Entries supplied:
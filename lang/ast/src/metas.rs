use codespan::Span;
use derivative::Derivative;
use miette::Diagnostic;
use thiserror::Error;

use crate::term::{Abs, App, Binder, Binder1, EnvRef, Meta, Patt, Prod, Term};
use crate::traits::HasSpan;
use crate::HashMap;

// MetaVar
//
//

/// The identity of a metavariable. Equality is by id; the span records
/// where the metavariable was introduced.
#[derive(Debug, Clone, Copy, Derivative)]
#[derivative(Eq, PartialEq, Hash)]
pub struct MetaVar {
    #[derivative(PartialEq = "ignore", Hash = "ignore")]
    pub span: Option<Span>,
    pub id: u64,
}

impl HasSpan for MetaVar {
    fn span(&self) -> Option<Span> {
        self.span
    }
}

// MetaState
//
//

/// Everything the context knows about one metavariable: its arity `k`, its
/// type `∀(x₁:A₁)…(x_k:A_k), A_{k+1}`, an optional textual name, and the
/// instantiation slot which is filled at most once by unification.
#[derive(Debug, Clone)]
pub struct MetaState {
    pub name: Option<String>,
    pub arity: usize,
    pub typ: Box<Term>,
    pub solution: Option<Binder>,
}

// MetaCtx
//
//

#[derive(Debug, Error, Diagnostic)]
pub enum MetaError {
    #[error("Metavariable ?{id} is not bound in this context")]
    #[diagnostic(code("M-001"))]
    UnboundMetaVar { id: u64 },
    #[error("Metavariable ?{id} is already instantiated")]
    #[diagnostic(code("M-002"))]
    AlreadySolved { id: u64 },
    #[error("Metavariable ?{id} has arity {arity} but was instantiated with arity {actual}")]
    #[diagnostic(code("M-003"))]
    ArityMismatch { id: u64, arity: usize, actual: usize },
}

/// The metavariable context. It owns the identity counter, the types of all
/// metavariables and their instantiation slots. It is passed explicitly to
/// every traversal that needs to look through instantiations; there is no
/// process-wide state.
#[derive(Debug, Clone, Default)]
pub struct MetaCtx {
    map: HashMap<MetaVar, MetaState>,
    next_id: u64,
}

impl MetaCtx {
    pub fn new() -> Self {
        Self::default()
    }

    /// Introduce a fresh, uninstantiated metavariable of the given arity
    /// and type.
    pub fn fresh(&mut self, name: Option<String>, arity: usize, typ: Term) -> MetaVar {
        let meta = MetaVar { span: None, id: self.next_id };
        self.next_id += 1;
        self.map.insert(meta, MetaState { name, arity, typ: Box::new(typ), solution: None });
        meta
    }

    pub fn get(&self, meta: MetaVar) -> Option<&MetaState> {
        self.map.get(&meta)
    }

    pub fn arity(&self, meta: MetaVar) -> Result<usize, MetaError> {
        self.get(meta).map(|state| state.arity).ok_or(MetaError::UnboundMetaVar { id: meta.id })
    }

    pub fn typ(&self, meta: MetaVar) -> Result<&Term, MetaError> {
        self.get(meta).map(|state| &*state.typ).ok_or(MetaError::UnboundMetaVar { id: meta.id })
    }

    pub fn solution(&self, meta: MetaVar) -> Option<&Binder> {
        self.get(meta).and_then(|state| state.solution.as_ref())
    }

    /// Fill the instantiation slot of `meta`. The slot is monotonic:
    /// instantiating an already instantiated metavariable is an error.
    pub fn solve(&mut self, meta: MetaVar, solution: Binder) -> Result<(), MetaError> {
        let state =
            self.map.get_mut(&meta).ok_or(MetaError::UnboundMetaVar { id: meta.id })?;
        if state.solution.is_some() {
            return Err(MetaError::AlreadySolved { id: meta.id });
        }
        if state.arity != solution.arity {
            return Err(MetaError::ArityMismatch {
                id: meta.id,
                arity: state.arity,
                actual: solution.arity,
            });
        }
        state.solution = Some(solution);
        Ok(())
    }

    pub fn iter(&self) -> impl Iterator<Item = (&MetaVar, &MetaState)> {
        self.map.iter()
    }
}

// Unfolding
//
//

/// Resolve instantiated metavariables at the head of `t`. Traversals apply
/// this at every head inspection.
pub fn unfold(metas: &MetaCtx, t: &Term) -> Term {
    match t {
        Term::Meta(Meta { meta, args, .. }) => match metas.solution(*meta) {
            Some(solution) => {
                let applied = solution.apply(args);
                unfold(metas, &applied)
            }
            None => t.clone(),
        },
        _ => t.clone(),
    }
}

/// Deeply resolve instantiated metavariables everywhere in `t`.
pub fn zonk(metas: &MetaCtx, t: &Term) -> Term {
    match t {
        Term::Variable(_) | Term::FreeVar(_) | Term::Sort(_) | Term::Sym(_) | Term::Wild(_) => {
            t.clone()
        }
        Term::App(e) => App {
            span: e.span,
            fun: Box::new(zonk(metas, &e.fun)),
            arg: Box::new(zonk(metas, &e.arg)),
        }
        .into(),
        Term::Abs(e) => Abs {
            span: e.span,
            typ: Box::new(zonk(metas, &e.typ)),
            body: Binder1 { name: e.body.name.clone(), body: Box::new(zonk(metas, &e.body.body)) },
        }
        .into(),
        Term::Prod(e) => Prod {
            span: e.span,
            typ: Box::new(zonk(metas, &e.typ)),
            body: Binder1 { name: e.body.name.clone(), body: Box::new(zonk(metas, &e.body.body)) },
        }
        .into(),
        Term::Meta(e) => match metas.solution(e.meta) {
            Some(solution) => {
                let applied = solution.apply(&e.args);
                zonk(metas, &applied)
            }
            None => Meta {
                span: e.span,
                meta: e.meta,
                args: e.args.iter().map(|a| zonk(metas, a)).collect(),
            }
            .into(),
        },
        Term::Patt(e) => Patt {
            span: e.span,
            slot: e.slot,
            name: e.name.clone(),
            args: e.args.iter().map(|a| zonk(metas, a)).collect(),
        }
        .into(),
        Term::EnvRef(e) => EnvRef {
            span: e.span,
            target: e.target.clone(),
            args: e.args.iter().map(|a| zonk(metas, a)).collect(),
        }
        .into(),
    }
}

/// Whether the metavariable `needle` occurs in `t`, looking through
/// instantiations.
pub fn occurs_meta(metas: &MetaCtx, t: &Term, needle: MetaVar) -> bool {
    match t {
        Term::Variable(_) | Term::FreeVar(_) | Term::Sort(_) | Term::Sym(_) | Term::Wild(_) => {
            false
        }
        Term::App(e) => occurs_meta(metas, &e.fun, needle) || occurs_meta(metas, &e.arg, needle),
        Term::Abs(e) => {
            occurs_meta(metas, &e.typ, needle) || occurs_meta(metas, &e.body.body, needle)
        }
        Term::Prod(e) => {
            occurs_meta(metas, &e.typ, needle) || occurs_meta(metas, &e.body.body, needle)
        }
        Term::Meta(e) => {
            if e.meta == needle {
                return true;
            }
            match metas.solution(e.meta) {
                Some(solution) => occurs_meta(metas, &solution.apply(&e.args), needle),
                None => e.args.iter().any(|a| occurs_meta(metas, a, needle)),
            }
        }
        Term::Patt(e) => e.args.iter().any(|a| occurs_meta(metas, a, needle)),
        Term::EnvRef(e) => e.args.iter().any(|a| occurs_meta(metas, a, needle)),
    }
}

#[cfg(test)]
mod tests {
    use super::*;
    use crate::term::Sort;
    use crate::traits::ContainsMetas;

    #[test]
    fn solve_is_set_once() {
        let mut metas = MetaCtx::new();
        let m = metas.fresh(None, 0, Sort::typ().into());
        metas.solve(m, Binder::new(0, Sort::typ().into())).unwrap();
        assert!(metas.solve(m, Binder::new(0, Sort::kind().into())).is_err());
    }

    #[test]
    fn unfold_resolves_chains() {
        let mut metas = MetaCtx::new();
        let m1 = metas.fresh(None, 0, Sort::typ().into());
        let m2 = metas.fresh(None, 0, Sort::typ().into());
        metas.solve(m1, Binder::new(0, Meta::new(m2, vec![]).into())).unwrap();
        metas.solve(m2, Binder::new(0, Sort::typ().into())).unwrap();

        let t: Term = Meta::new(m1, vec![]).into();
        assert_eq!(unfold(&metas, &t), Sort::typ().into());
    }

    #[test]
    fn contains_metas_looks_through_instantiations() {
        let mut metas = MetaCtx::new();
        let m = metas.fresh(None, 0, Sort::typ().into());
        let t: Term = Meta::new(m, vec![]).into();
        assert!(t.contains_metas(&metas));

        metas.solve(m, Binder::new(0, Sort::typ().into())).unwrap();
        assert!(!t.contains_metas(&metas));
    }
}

Description of the task:
Go through the records above, find each line with the string "None", and copy it.

Answer box:
        let meta = MetaVar { span: None, id: self.next_id };
        self.map.insert(meta, MetaState { name, arity, typ: Box::new(typ), solution: None });
            None => t.clone(),
            None => Meta {
                None => e.args.iter().any(|a| occurs_meta(metas, a, needle)),
        let m = metas.fresh(None, 0, Sort::typ().into());
        let m1 = metas.fresh(None, 0, Sort::typ().into());
        let m2 = metas.fresh(None, 0, Sort::typ().into());
        let m = metas.fresh(None, 0, Sort::typ().into());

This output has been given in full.